PROMPT – Go through the records and show each line where the word "LogsOptions" occurs.
*** PROVIDED MATERIAL Section Begins ***
use super::{ContainerRuntime, ContainerState, ImageInfo, NetworkInfo, WaitOutcome};
use crate::error::{DeployError, Result};
use crate::spec::{ContainerSpec, NetworkCreate, NetworkPlan};
use crate::types::ContainerStatus;
use async_trait::async_trait;
use bollard::container::{
    Config, CreateContainerOptions, DownloadFromContainerOptions, InspectContainerOptions,
    KillContainerOptions, LogsOptions, RemoveContainerOptions, StartContainerOptions,
    StopContainerOptions, UploadToContainerOptions, WaitContainerOptions,
};
use bollard::image::{CreateImageOptions, TagImageOptions};
use bollard::models::{
    EndpointIpamConfig, EndpointSettings, HostConfig, Ipam, IpamConfig, PortBinding,
    ResourcesUlimits,
};
use bollard::network::{
    ConnectNetworkOptions, CreateNetworkOptions, DisconnectNetworkOptions, InspectNetworkOptions,
};
use bollard::{Docker, API_DEFAULT_VERSION};
use bytes::Bytes;
use futures_util::stream::{BoxStream, StreamExt};
use log::{debug, info, warn};
use std::collections::HashMap;
use std::net::{Ipv4Addr, Ipv6Addr};
use std::path::Path;
use std::time::Duration;

/// Seconds the HTTP client waits for a single daemon request.  Long
/// enough for a graceful stop of a slow container.
const REQUEST_TIMEOUT_SECS: u64 = 120;

/// Network a container is created on before it is moved onto its pinned
/// networks; attaching to "none" keeps the daemon from wiring it to the
/// default bridge.
pub const ISOLATION_NETWORK: &str = "none";

pub struct DockerRuntime {
    docker: Docker,
    host: String,
}

impl DockerRuntime {
    /// Connect to a daemon given as `unix://`, `tcp://` or `http://` URL.
    /// `default` (or an empty string) uses the local defaults.
    pub fn connect(url: &str) -> Result<Self> {
        let docker = if url.is_empty() || url == "default" {
            Docker::connect_with_local_defaults()?
        } else if let Some(path) = url.strip_prefix("unix://") {
            Docker::connect_with_unix(path, REQUEST_TIMEOUT_SECS, API_DEFAULT_VERSION)?
        } else if let Some(addr) = url.strip_prefix("tcp://") {
            Docker::connect_with_http(
                &format!("http://{}", addr),
                REQUEST_TIMEOUT_SECS,
                API_DEFAULT_VERSION,
            )?
        } else if url.starts_with("http://") {
            Docker::connect_with_http(url, REQUEST_TIMEOUT_SECS, API_DEFAULT_VERSION)?
        } else {
            return Err(DeployError::UnknownHost(format!(
                "unsupported docker host url {}",
                url
            )));
        };
        info!("Connected to docker daemon at {}", url);
        Ok(Self {
            docker,
            host: url.to_string(),
        })
    }

    /// Connect through a local socket that forwards to a remote daemon.
    pub fn connect_forwarded(socket: &Path, host: &str) -> Result<Self> {
        let docker = Docker::connect_with_unix(
            &socket.to_string_lossy(),
            REQUEST_TIMEOUT_SECS,
            API_DEFAULT_VERSION,
        )?;
        info!(
            "Connected to docker daemon on {} via {}",
            host,
            socket.display()
        );
        Ok(Self {
            docker,
            host: host.to_string(),
        })
    }

    pub async fn ping(&self) -> Result<()> {
        self.docker.ping().await?;
        Ok(())
    }
}

fn container_config(spec: &ContainerSpec) -> Config<String> {
    let mut exposed_ports: HashMap<String, HashMap<(), ()>> = HashMap::new();
    let mut port_bindings: HashMap<String, Option<Vec<PortBinding>>> = HashMap::new();
    for port in &spec.ports {
        exposed_ports.insert(port.key(), HashMap::new());
        port_bindings
            .entry(port.key())
            .or_insert_with(|| Some(Vec::new()))
            .get_or_insert_with(Vec::new)
            .push(PortBinding {
                host_ip: Some(port.host_ip.to_string()),
                host_port: Some(port.host_port.to_string()),
            });
    }

    let network_mode = match spec.network {
        NetworkPlan::Pinned(_) => Some(ISOLATION_NETWORK.to_string()),
        NetworkPlan::HostDefault => None,
    };

    let host_config = HostConfig {
        binds: Some(spec.mounts.iter().map(|m| m.bind_string()).collect()),
        cap_add: Some(spec.cap_add.clone()),
        extra_hosts: Some(spec.extra_hosts_strings()),
        port_bindings: (!port_bindings.is_empty()).then_some(port_bindings),
        network_mode,
        ulimits: spec.memlock.map(|limit| {
            vec![ResourcesUlimits {
                name: Some("memlock".to_string()),
                soft: Some(limit),
                hard: Some(limit),
            }]
        }),
        ..Default::default()
    };

    Config {
        image: Some(spec.image.clone()),
        entrypoint: spec.entrypoint.clone(),
        env: Some(spec.env_strings()),
        hostname: Some(spec.service.clone()),
        labels: Some(spec.labels.clone().into_iter().collect()),
        exposed_ports: (!exposed_ports.is_empty()).then_some(exposed_ports),
        open_stdin: Some(true),
        tty: Some(true),
        host_config: Some(host_config),
        ..Default::default()
    }
}

#[async_trait]
impl ContainerRuntime for DockerRuntime {
    fn host(&self) -> &str {
        &self.host
    }

    async fn inspect(&self, id: &str) -> Result<ContainerState> {
        let detail = self
            .docker
            .inspect_container(id, None::<InspectContainerOptions>)
            .await?;
        let state = detail
            .state
            .ok_or_else(|| DeployError::NotFound(format!("state of container {}", id)))?;
        let raw = state
            .status
            .map(|s| s.to_string())
            .unwrap_or_default();
        let status = ContainerStatus::from_docker(&raw).ok_or_else(|| {
            DeployError::UnexpectedStatus {
                container: id.to_string(),
                status: raw.clone(),
                expected: "created, running or exited".to_string(),
            }
        })?;
        Ok(ContainerState {
            status,
            exit_code: state.exit_code,
        })
    }

    async fn create(&self, spec: &ContainerSpec) -> Result<String> {
        let options = CreateContainerOptions {
            name: spec.name.clone(),
            platform: None,
        };
        let response = self
            .docker
            .create_container(Some(options), container_config(spec))
            .await?;
        for warning in &response.warnings {
            warn!("Creating {} on {}: {}", spec.name, self.host, warning);
        }
        debug!("Created container {} ({}) on {}", spec.name, response.id, self.host);
        Ok(response.id)
    }

    async fn remove(&self, id: &str) -> Result<()> {
        let options = RemoveContainerOptions {
            force: true,
            ..Default::default()
        };
        self.docker.remove_container(id, Some(options)).await?;
        Ok(())
    }

    async fn start(&self, id: &str) -> Result<()> {
        self.docker
            .start_container(id, None::<StartContainerOptions<String>>)
            .await?;
        Ok(())
    }

    async fn stop(&self, id: &str, timeout: Duration) -> Result<()> {
        let options = StopContainerOptions {
            t: timeout.as_secs() as i64,
        };
        self.docker.stop_container(id, Some(options)).await?;
        Ok(())
    }

    async fn kill(&self, id: &str) -> Result<()> {
        let options = KillContainerOptions { signal: "SIGKILL" };
        self.docker.kill_container(id, Some(options)).await?;
        Ok(())
    }

    fn logs(&self, id: &str) -> BoxStream<'static, Result<Bytes>> {
        let options = LogsOptions::<String> {
            follow: true,
            stdout: true,
            stderr: true,
            ..Default::default()
        };
        self.docker
            .logs(id, Some(options))
            .map(|chunk| chunk.map(|output| output.into_bytes()).map_err(Into::into))
            .boxed()
    }

    async fn wait(&self, id: &str) -> Result<WaitOutcome> {
        let mut stream = self
            .docker
            .wait_container(id, None::<WaitContainerOptions<String>>);
        match stream.next().await {
            Some(Ok(response)) => Ok(WaitOutcome {
                status_code: Some(response.status_code),
                error: response
                    .error
                    .and_then(|e| e.message)
                    .filter(|m| !m.is_empty()),
                ..Default::default()
            }),
            // bollard reports non-zero exit codes as an error.
            Some(Err(bollard::errors::Error::DockerContainerWaitError { error, code })) => {
                Ok(WaitOutcome {
                    status_code: Some(code),
                    error: (!error.is_empty()).then_some(error),
                    ..Default::default()
                })
            }
            Some(Err(e)) => Err(e.into()),
            None => Ok(WaitOutcome::default()),
        }
    }

    async fn upload_archive(&self, id: &str, path: &str, tar: Bytes) -> Result<()> {
        let options = UploadToContainerOptions {
            path: path.to_string(),
            ..Default::default()
        };
        self.docker
            .upload_to_container(id, Some(options), tar)
            .await?;
        Ok(())
    }

    async fn download_archive(&self, id: &str, path: &str) -> Result<Vec<u8>> {
        let options = DownloadFromContainerOptions {
            path: path.to_string(),
        };
        let mut stream = self.docker.download_from_container(id, Some(options));
        let mut archive = Vec::new();
        while let Some(chunk) = stream.next().await {
            archive.extend_from_slice(&chunk?);
        }
        Ok(archive)
    }

    async fn inspect_network(&self, name: &str) -> Result<Option<NetworkInfo>> {
        match self
            .docker
            .inspect_network(name, None::<InspectNetworkOptions<String>>)
            .await
        {
            Ok(network) => Ok(Some(NetworkInfo {
                id: network.id.unwrap_or_else(|| name.to_string()),
                containers: network
                    .containers
                    .map(|c| c.into_keys().collect())
                    .unwrap_or_default(),
            })),
            Err(e) => {
                let err = DeployError::from(e);
                if err.is_not_found() {
                    Ok(None)
                } else {
                    Err(err)
                }
            }
        }
    }

    async fn create_network(&self, request: &NetworkCreate) -> Result<String> {
        let mut options = HashMap::new();
        options.insert(
            "com.docker.network.bridge.enable_ip_masquerade".to_string(),
            request.ip_masquerade.to_string(),
        );
        let config = CreateNetworkOptions {
            name: request.name.clone(),
            check_duplicate: true,
            driver: "bridge".to_string(),
            internal: false,
            attachable: true,
            ingress: false,
            ipam: Ipam {
                config: Some(
                    request
                        .pools
                        .iter()
                        .map(|pool| IpamConfig {
                            subnet: Some(pool.subnet.clone()),
                            gateway: Some(pool.gateway.clone()),
                            ..Default::default()
                        })
                        .collect(),
                ),
                ..Default::default()
            },
            enable_ipv6: request.enable_ipv6,
            options,
            labels: request.labels.clone().into_iter().collect(),
        };
        let response = self.docker.create_network(config).await?;
        let id = response.id.ok_or_else(|| {
            DeployError::NotFound(format!("id of the created network {}", request.name))
        })?;
        info!("Created network {} on {}", request.name, self.host);
        Ok(id)
    }

    async fn connect_network(
        &self,
        network: &str,
        id: &str,
        ipv4: Option<Ipv4Addr>,
        ipv6: Option<Ipv6Addr>,
    ) -> Result<()> {
        let options = ConnectNetworkOptions {
            container: id.to_string(),
            endpoint_config: EndpointSettings {
                ipam_config: Some(EndpointIpamConfig {
                    ipv4_address: ipv4.map(|ip| ip.to_string()),
                    ipv6_address: ipv6.map(|ip| ip.to_string()),
                    ..Default::default()
                }),
                ..Default::default()
            },
        };
        self.docker.connect_network(network, options).await?;
        Ok(())
    }

    async fn disconnect_network(&self, network: &str, id: &str) -> Result<()> {
        let options = DisconnectNetworkOptions {
            container: id.to_string(),
            force: false,
        };
        self.docker.disconnect_network(network, options).await?;
        Ok(())
    }

    async fn inspect_image(&self, reference: &str) -> Result<Option<ImageInfo>> {
        match self.docker.inspect_image(reference).await {
            Ok(image) => Ok(Some(ImageInfo {
                id: image.id.unwrap_or_default(),
                tags: image.repo_tags.unwrap_or_default(),
            })),
            Err(e) => {
                let err = DeployError::from(e);
                if err.is_not_found() {
                    Ok(None)
                } else {
                    Err(err)
                }
            }
        }
    }

    async fn tag_image(&self, image: &str, repo: &str, tag: &str) -> Result<()> {
        let options = TagImageOptions {
            repo: repo.to_string(),
            tag: tag.to_string(),
        };
        self.docker.tag_image(image, Some(options)).await?;
        Ok(())
    }

    async fn pull_image(&self, reference: &str) -> Result<()> {
        let options = CreateImageOptions {
            from_image: reference.to_string(),
            ..Default::default()
        };
        let mut stream = self.docker.create_image(Some(options), None, None);
        while let Some(progress) = stream.next().await {
            if let Some(status) = progress?.status {
                debug!("Pulling {} on {}: {}", reference, self.host, status);
            }
        }
        Ok(())
    }
}
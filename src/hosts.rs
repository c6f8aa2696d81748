//! Docker hosts a run can place containers on, by alias.

use std::collections::{BTreeMap, HashMap};
use std::path::PathBuf;
use std::process::Stdio;
use std::sync::Arc;
use std::time::Duration;

use log::{debug, info};
use tokio::process::{Child, Command};
use tokio::sync::Mutex;
use tokio::time::{sleep, Instant};

use crate::config::{AgentConfig, Config};
use crate::error::{DeployError, Result};
use crate::remote::{LocalExecutor, RemoteExecutionBridge, SshExecutor};
use crate::runtime::{ContainerRuntime, DockerRuntime};

const REMOTE_DOCKER_SOCKET: &str = "/var/run/docker.sock";
const FORWARD_TIMEOUT: Duration = Duration::from_secs(10);
const FORWARD_POLL: Duration = Duration::from_millis(100);

/// `[user@]host[:port]` of an `ssh://` URL.
#[derive(Debug, Clone, PartialEq, Eq)]
pub struct SshTarget {
    pub destination: String,
    pub port: Option<u16>,
}

impl SshTarget {
    pub fn parse(url: &str) -> Result<Self> {
        let rest = url
            .strip_prefix("ssh://")
            .ok_or_else(|| DeployError::UnknownHost(format!("not an ssh url: {}", url)))?;
        let rest = rest.trim_end_matches('/');
        let (destination, port) = match rest.rsplit_once(':') {
            Some((destination, port)) => {
                let port = port.parse().map_err(|_| {
                    DeployError::UnknownHost(format!("invalid port in {}", url))
                })?;
                (destination, Some(port))
            }
            None => (rest, None),
        };
        if destination.is_empty() || destination.ends_with('@') {
            return Err(DeployError::UnknownHost(format!("no host in {}", url)));
        }
        Ok(Self {
            destination: destination.to_string(),
            port,
        })
    }
}

/// The remote docker socket forwarded to a local one by `ssh -L`.  The
/// ssh process and the socket go away with the forward.
pub struct SshForward {
    dir: PathBuf,
    socket: PathBuf,
    child: Child,
}

impl SshForward {
    pub async fn open(alias: &str, target: &SshTarget) -> Result<Self> {
        let dir = std::env::temp_dir().join(format!(
            "interop-deploy-{}-{}",
            std::process::id(),
            alias
        ));
        std::fs::create_dir_all(&dir)?;
        let socket = dir.join("docker.sock");
        if socket.exists() {
            std::fs::remove_file(&socket)?;
        }

        let mut command = Command::new("ssh");
        command
            .arg("-N")
            .arg("-o")
            .arg("ExitOnForwardFailure=yes")
            .arg("-o")
            .arg("StreamLocalBindUnlink=yes")
            .arg("-o")
            .arg("BatchMode=yes");
        if let Some(port) = target.port {
            command.arg("-p").arg(port.to_string());
        }
        command
            .arg("-L")
            .arg(format!("{}:{}", socket.display(), REMOTE_DOCKER_SOCKET))
            .arg(&target.destination)
            .stdin(Stdio::null())
            .stdout(Stdio::null())
            .kill_on_drop(true);
        debug!("Forwarding docker socket of {} to {}", alias, socket.display());
        let mut forward = Self {
            dir,
            socket,
            child: command.spawn()?,
        };

        let deadline = Instant::now() + FORWARD_TIMEOUT;
        while !forward.socket.exists() {
            if let Some(status) = forward.child.try_wait()? {
                return Err(DeployError::remote(
                    alias,
                    format!("ssh forward exited with {}", status),
                ));
            }
            if Instant::now() >= deadline {
                return Err(DeployError::remote(
                    alias,
                    format!("ssh forward not up after {:?}", FORWARD_TIMEOUT),
                ));
            }
            sleep(FORWARD_POLL).await;
        }
        Ok(forward)
    }

    pub fn socket(&self) -> &PathBuf {
        &self.socket
    }
}

impl Drop for SshForward {
    fn drop(&mut self) {
        if let Err(e) = self.child.start_kill() {
            debug!("Could not stop ssh forward: {}", e);
        }
        if let Err(e) = std::fs::remove_dir_all(&self.dir) {
            debug!("Could not remove {}: {}", self.dir.display(), e);
        }
    }
}

/// One connected docker host.
pub struct DockerHost {
    alias: String,
    runtime: Arc<dyn ContainerRuntime>,
    bridge: Option<RemoteExecutionBridge>,
    _forward: Option<SshForward>,
}

impl DockerHost {
    pub fn new(
        alias: impl Into<String>,
        runtime: Arc<dyn ContainerRuntime>,
        bridge: Option<RemoteExecutionBridge>,
    ) -> Self {
        Self {
            alias: alias.into(),
            runtime,
            bridge,
            _forward: None,
        }
    }

    pub fn alias(&self) -> &str {
        &self.alias
    }

    pub fn runtime(&self) -> Arc<dyn ContainerRuntime> {
        self.runtime.clone()
    }

    /// Agent access to the machine behind the daemon.  Only local and
    /// `ssh://` hosts have one.
    pub fn bridge(&self) -> Result<&RemoteExecutionBridge> {
        self.bridge.as_ref().ok_or_else(|| {
            DeployError::Unsupported(format!(
                "docker host {} offers no remote execution",
                self.alias
            ))
        })
    }
}

/// Alias → docker host, connected on first use and kept for the lifetime
/// of the registry.
pub struct HostRegistry {
    urls: BTreeMap<String, String>,
    agent: AgentConfig,
    hosts: Mutex<HashMap<String, Arc<DockerHost>>>,
}

impl HostRegistry {
    pub fn new(urls: BTreeMap<String, String>, agent: AgentConfig) -> Self {
        Self {
            urls,
            agent,
            hosts: Mutex::new(HashMap::new()),
        }
    }

    pub fn from_config(config: &Config) -> Self {
        Self::new(config.docker_hosts.clone(), config.agent.clone())
    }

    /// Register an already connected host, replacing the configured one.
    pub async fn insert(&self, host: DockerHost) {
        self.hosts
            .lock()
            .await
            .insert(host.alias.clone(), Arc::new(host));
    }

    pub async fn get(&self, alias: &str) -> Result<Arc<DockerHost>> {
        let mut hosts = self.hosts.lock().await;
        if let Some(host) = hosts.get(alias) {
            return Ok(host.clone());
        }
        let url = self
            .urls
            .get(alias)
            .ok_or_else(|| DeployError::UnknownHost(alias.to_string()))?;
        let host = Arc::new(self.connect(alias, url).await?);
        hosts.insert(alias.to_string(), host.clone());
        Ok(host)
    }

    async fn connect(&self, alias: &str, url: &str) -> Result<DockerHost> {
        if url.starts_with("ssh://") {
            let target = SshTarget::parse(url)?;
            let forward = SshForward::open(alias, &target).await?;
            let runtime = DockerRuntime::connect_forwarded(forward.socket(), alias)?;
            runtime.ping().await?;
            let executor = SshExecutor::new(
                alias,
                target.destination.clone(),
                target.port,
                self.agent.remote_path.clone(),
                self.agent.local_binary.clone(),
            );
            info!("Docker host {} reachable via ssh {}", alias, target.destination);
            return Ok(DockerHost {
                alias: alias.to_string(),
                runtime: Arc::new(runtime),
                bridge: Some(RemoteExecutionBridge::new(Arc::new(executor))),
                _forward: Some(forward),
            });
        }

        let runtime = DockerRuntime::connect(url)?;
        // A daemon reached over tcp may live anywhere; only a local socket
        // shares this machine's interfaces.
        let local = url.is_empty() || url == "default" || url.starts_with("unix://");
        let bridge = local.then(|| RemoteExecutionBridge::new(Arc::new(LocalExecutor::new(alias))));
        Ok(DockerHost::new(alias, Arc::new(runtime), bridge))
    }
}
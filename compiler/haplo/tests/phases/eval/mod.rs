//! Whole programs through `haplo::eval_source`.

use haplo::{ErrorCode, EvalLimits, Value};
use pretty_assertions::assert_eq;

use crate::common::{run, run_captured, run_captured_with, run_last};

// === Arithmetic ===

#[test]
fn arithmetic() {
    assert_eq!(run_last("( + 1 2 )"), Value::Integer(3));
    assert_eq!(run_last("( * 4 ( + 1 2 ) )"), Value::Integer(12));
    assert_eq!(run_last("( * ( + 1 2 ) 3 )"), Value::Integer(9));
    assert_eq!(run_last("(- 10.5 0.5)"), Value::Float(10.0));
}

#[test]
fn trailing_close_is_a_separate_form() {
    // `( + 4 ( * 2 3 ) )` evaluates; the stray `)` then fails to parse.
    let err = haplo::eval_str("( + 4 ( * 2 3 ) ) ) )").unwrap_err();
    assert_eq!(err.code(), ErrorCode::E1001);
    let first = haplo::parse("( + 4 ( * 2 3 ) ) ) )").expr.unwrap();
    let mut interpreter = haplo::Interpreter::new();
    assert_eq!(interpreter.interpret(Some(&first)), Value::Integer(10));
}

// === Variables and functions ===

#[test]
fn setq_returns_value() {
    assert_eq!(run("( setq 'test 123 )"), vec![Value::Integer(123)]);
}

#[test]
fn defunc_then_call() {
    assert_eq!(
        run("( defunc 'test ( + 2 3 ) )\n( test )"),
        vec![Value::Empty, Value::Integer(5)]
    );
}

#[test]
fn one_interpreter_keeps_state_across_calls() {
    let mut interpreter = haplo::Interpreter::builder()
        .print_handler(haplo::silent_handler())
        .build();
    haplo::eval_source(&mut interpreter, "(setq 'x 2)").unwrap();
    let values = haplo::eval_source(&mut interpreter, "(* x x)").unwrap();
    assert_eq!(values, vec![Value::Integer(4)]);
}

#[test]
fn eval_str_starts_fresh() {
    haplo::eval_str("(setq 'fresh 1)").unwrap();
    assert_eq!(
        haplo::eval_str("(fresh)").unwrap(),
        vec![Value::Error(ErrorCode::E6001)]
    );
}

// === Control flow ===

#[test]
fn if_short_circuits() {
    assert_eq!(run_captured("( if true (print 1) (print 2) )"), "1\n");
    assert_eq!(run_captured("( if false (print 1) (print 2) )"), "2\n");
}

#[test]
fn while_with_counter() {
    let source = "\
        # count to three\n\
        (setq 'i 0)\n\
        (while (< i 3)\n\
          (print i)\n\
          (setq 'i (+ i 1)))\n";
    assert_eq!(run_captured(source), "0\n1\n2\n");
}

#[test]
fn factorial_by_loop() {
    let source = "(setq 'n 10)\n(setq 'acc 1)\n\
                  (while (> n 0) (setq 'acc (* acc n)) (setq 'n (- n 1)))\n\
                  (acc)";
    assert_eq!(run_last(source), Value::Integer(3_628_800));
}

// === Output ===

#[test]
fn hello_world() {
    assert_eq!(
        run_captured("print \"Hello, World!\""),
        "\"Hello, World!\"\n"
    );
}

#[test]
fn print_lists_and_errors() {
    let output = run_captured("(print (list 1 2.5 \"s\" 'q))\n(print (/ 1 0))");
    assert_eq!(
        output,
        "( 1 2.500000 \"s\" 'q )\nE6007 division by zero\n"
    );
}

// === Limits ===

#[test]
fn runaway_loop_is_stopped() {
    let limits = EvalLimits::default().with_max_loop_iterations(1_000);
    let (values, _) = run_captured_with("(while true (+ 1 1))", limits);
    assert_eq!(values, vec![Value::Error(ErrorCode::E6006)]);
}

#[test]
fn runaway_recursion_is_stopped() {
    let limits = EvalLimits::default().with_max_call_depth(100);
    let (values, output) =
        run_captured_with("(defunc 'f (f))\n(f)\n(print \"after\")", limits);
    assert_eq!(values[1], Value::Error(ErrorCode::E6005));
    assert_eq!(output, "\"after\"\n");
}

// === Errors as values ===

#[test]
fn runtime_errors_do_not_stop_the_program() {
    let values = run("(nope)\n(+ 1 \"a\")\n(+ 1 1)");
    assert_eq!(
        values,
        vec![
            Value::Error(ErrorCode::E6001),
            Value::Error(ErrorCode::E6002),
            Value::Integer(2),
        ]
    );
}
*** PROVIDED MATERIAL Section Ends ***
WRITTEN RESPONSE –
    KillContainerOptions, LogsOptions, RemoveContainerOptions, StartContainerOptions,
        let options = LogsOptions::<String> {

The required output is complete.